In the east, huzdra is feared worse than the White Plague, by simpleton and mage alike.
'As my conjuration assured me, our first concern was to find which item of Pebble's belongings had become the huzdra. She had brought nothing with her to the gate, all she possessed had been her rags. My husband and I were forced to go by night to the spot where we had had the girl buried, dig up the grave, and search her body. It was not difficult to recognize the huzdra. Little remained in the earth that was distinguishable, except for one thing: a bracelet she had worn high on her forearm, hidden by her sleeve. It was very old, the bracelet, crudely fashioned, discolored by age and by lying in the ground.

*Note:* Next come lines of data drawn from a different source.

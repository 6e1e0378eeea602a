use axum::{extract::State, http::StatusCode, Json};
use serde::Serialize;
use std::sync::Arc;

use crate::app::AppState;

#[derive(Serialize)]
pub struct HealthResponse {
    pub status: String,
    pub version: String,
    pub services: ServiceHealth,
}

#[derive(Serialize)]
pub struct ServiceHealth {
    pub database: String,
}

/// Health check endpoint - public
///
/// The estimator itself has no dependencies, so only storage is probed.
pub async fn health_check(
    State(state): State<Arc<AppState>>,
) -> (StatusCode, Json<HealthResponse>) {
    let database_ok = state.storage.health_check().await;

    let (status_code, status) = if database_ok {
        (StatusCode::OK, "healthy")
    } else {
        (StatusCode::SERVICE_UNAVAILABLE, "unhealthy")
    };

    (
        status_code,
        Json(HealthResponse {
            status: status.to_string(),
            version: env!("CARGO_PKG_VERSION").to_string(),
            services: ServiceHealth {
                database: if database_ok { "ok" } else { "error" }.to_string(),
            },
        }),
    )
}

#[cfg(test)]
mod tests {
    use crate::routes::test_support::TestApp;
    use axum::http::StatusCode;

    #[tokio::test]
    async fn reports_storage_state() {
        let app = TestApp::new();

        let (status, body) = app.get("/health", None).await;
        assert_eq!(status, StatusCode::OK);
        assert_eq!(body["services"]["database"], "ok");

        app.storage.set_outage(true);
        let (status, body) = app.get("/health", None).await;
        assert_eq!(status, StatusCode::SERVICE_UNAVAILABLE);
        assert_eq!(body["status"], "unhealthy");
    }
}
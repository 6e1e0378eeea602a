use axum::{extract::State, Json};
use axum_extra::extract::WithRejection;
use std::sync::Arc;

use crate::api::{Created, DataResponse, RecordId};
use crate::app::AppState;
use crate::domain::CreateContactRequest;
use crate::error::{ApiError, ApiResult};
use crate::services::notifications::{dispatch, NotificationKind};

/// POST /contact
pub async fn create_contact(
    State(state): State<Arc<AppState>>,
    WithRejection(Json(req), _): WithRejection<Json<CreateContactRequest>, ApiError>,
) -> ApiResult<Created<DataResponse<RecordId>>> {
    let contact = req.validate()?;

    let id = state.storage.insert_contact(&contact).await?;
    tracing::info!(contact_id = %id, "Contact request stored");

    dispatch(state.notifier.clone(), NotificationKind::Contact, (&contact).into());

    Ok(Created(DataResponse::new(RecordId { id })))
}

The band was black copper, with seven pendants of reddish, greenish stone or black stone, chipped and dirty. I brought the bracelet to the Tower, and recalled the elemental wise in such matters, and made it tell me all I must know, though it was afraid.
'The strength of Pebble's huzdra was sevenfold, because of its seven pendants. Even if we could thwart the curse on the first anniversary of her death, the huzdra would yet be activated six more years, seven in all, and each successive year the power of it would grow.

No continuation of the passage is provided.